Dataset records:

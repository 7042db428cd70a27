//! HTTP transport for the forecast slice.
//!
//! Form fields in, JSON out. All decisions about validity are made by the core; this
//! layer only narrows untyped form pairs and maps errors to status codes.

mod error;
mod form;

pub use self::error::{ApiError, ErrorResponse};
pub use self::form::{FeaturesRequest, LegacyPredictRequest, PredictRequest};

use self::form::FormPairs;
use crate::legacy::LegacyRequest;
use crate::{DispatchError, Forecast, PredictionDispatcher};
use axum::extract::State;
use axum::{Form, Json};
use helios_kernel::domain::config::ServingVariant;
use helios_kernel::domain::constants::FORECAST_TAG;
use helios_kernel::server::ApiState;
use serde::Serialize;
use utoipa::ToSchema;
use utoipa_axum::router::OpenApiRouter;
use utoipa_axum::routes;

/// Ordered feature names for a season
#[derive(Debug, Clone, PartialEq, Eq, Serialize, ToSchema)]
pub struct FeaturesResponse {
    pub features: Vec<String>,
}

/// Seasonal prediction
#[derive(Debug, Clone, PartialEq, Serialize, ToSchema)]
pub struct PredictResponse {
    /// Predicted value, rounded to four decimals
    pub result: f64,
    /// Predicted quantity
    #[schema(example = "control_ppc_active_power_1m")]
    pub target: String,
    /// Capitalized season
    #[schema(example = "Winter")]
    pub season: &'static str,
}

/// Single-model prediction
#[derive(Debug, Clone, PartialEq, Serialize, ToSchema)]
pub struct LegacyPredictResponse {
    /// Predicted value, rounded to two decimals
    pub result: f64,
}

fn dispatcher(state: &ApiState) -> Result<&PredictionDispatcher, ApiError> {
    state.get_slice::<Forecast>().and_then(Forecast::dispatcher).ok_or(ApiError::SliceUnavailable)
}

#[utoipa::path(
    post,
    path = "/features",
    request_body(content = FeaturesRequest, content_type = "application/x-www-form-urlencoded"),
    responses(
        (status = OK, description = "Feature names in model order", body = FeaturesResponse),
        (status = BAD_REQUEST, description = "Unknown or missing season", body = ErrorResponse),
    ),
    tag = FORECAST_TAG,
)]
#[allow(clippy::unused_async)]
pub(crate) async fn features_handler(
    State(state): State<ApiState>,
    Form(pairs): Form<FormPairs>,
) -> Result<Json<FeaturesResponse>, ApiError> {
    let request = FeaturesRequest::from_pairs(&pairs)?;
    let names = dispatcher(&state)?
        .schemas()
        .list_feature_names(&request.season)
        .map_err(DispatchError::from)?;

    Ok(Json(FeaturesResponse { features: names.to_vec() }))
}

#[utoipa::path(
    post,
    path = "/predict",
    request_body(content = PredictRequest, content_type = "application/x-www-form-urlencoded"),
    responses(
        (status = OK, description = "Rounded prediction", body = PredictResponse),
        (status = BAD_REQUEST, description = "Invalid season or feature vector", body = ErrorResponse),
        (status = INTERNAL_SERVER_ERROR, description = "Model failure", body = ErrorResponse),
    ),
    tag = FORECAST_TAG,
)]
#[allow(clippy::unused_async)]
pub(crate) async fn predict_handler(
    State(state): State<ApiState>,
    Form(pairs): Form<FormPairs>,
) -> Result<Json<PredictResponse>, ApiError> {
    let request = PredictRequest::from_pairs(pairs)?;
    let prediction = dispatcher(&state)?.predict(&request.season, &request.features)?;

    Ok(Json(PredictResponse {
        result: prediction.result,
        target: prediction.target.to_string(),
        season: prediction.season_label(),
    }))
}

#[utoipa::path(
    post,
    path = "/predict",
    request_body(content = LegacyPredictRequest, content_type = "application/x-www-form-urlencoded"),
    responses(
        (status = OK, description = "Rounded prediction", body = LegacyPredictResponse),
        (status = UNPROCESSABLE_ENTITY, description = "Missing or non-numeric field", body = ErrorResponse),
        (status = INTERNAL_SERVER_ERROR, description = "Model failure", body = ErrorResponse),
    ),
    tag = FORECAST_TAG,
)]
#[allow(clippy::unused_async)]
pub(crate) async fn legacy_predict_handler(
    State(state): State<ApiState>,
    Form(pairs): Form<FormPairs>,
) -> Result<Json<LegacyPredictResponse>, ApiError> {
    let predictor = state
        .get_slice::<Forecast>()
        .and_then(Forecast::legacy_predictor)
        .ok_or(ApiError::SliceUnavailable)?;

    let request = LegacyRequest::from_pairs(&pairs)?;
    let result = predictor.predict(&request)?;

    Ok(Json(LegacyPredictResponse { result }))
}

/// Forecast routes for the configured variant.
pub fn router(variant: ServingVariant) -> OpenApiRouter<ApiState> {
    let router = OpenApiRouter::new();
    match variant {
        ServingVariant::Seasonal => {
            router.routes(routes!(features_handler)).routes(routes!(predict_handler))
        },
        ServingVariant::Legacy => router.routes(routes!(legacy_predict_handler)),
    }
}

* * *

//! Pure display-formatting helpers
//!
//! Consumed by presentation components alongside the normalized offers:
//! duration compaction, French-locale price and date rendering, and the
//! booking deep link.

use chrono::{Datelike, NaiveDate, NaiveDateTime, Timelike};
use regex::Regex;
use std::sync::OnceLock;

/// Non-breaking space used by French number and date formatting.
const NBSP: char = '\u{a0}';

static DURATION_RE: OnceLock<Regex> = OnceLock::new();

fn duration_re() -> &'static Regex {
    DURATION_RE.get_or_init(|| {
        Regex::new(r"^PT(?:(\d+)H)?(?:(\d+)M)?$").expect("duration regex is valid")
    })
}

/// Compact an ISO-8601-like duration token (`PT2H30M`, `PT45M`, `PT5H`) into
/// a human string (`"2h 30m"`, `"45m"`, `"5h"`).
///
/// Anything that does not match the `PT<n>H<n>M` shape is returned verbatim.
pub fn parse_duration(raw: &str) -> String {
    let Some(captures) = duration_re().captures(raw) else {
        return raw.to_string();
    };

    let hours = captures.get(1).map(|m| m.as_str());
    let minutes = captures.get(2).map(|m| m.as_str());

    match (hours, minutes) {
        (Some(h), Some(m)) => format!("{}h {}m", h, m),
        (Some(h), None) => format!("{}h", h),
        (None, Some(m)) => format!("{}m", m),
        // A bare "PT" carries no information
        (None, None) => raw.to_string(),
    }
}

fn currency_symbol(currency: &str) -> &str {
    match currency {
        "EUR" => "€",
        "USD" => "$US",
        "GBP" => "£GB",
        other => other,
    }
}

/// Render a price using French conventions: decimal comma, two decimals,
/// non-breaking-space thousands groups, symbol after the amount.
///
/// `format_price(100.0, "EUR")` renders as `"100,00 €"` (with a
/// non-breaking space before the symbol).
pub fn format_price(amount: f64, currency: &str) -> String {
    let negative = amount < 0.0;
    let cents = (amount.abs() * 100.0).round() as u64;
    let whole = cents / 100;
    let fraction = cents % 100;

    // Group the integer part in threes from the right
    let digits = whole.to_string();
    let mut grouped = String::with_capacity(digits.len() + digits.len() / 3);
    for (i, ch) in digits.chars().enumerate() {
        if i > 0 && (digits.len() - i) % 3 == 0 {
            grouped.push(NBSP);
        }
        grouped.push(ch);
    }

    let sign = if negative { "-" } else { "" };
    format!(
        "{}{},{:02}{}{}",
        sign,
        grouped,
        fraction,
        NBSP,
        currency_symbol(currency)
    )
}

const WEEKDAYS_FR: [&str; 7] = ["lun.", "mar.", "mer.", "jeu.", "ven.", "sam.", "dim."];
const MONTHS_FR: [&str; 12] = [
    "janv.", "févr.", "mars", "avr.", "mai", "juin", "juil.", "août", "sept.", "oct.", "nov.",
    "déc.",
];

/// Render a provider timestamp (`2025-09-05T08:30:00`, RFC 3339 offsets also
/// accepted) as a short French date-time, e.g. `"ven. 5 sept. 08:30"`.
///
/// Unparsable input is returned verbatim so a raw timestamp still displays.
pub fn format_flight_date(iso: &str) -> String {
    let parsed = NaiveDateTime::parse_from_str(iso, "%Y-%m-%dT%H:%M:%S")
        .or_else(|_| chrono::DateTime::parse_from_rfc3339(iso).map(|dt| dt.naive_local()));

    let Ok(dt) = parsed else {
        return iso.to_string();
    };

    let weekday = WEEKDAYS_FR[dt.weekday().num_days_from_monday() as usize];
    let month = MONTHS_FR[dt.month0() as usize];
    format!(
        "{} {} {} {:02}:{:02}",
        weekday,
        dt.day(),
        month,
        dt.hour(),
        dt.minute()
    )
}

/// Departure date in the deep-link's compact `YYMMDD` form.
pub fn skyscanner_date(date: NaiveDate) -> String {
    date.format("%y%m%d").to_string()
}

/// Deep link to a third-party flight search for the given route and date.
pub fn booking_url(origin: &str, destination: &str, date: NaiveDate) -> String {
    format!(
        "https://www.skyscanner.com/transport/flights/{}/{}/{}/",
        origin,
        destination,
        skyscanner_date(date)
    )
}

...

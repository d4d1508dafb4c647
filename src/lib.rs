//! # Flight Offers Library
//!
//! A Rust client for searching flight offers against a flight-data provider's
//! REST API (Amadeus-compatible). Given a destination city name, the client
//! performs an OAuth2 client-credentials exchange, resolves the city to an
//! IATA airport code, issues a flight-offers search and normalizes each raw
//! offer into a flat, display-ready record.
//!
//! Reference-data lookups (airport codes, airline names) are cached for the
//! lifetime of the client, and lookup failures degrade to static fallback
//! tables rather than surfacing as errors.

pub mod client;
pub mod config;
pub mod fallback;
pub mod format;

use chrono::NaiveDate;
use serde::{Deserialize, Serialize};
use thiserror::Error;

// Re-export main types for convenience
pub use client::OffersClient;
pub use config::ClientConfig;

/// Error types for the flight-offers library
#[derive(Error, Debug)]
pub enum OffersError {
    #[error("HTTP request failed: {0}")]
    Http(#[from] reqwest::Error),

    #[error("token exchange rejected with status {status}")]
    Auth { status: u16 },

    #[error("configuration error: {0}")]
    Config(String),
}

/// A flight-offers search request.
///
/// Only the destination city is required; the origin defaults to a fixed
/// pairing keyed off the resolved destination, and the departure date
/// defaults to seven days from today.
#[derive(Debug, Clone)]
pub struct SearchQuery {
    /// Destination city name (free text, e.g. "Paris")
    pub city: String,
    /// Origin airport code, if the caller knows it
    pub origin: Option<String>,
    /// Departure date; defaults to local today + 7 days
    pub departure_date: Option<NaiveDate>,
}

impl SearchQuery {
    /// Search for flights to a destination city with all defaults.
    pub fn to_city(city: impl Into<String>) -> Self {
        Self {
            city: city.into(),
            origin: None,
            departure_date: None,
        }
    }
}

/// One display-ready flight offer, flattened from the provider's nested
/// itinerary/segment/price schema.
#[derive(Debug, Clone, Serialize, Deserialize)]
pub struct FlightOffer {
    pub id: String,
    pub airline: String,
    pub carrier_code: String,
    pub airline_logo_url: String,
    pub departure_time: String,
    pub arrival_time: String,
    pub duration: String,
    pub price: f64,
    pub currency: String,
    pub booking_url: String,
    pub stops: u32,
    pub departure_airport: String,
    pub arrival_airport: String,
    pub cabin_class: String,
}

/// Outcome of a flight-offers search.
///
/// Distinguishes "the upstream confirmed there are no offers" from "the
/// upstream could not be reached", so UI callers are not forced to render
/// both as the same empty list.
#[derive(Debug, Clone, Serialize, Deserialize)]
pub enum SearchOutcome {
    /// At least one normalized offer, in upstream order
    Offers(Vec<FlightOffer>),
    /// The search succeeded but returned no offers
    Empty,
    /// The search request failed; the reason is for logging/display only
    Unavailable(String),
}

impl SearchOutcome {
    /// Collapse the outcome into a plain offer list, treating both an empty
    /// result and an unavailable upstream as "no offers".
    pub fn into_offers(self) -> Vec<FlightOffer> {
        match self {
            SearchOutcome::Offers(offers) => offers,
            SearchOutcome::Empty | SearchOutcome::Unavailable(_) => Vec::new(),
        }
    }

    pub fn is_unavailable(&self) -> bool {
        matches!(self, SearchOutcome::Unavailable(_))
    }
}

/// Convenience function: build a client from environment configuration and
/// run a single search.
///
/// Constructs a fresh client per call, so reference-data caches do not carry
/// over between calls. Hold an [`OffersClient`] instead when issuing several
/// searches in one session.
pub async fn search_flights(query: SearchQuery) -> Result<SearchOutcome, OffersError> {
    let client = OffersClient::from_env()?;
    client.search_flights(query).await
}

▸ **WHAT YOU SHOULD DO**:
In the entries above, which lines hold the string "failed"? Report all of them.

▸ **OUTPUT BELOW**:
    #[error("HTTP request failed: {0}")]
    /// The search request failed; the reason is for logging/display only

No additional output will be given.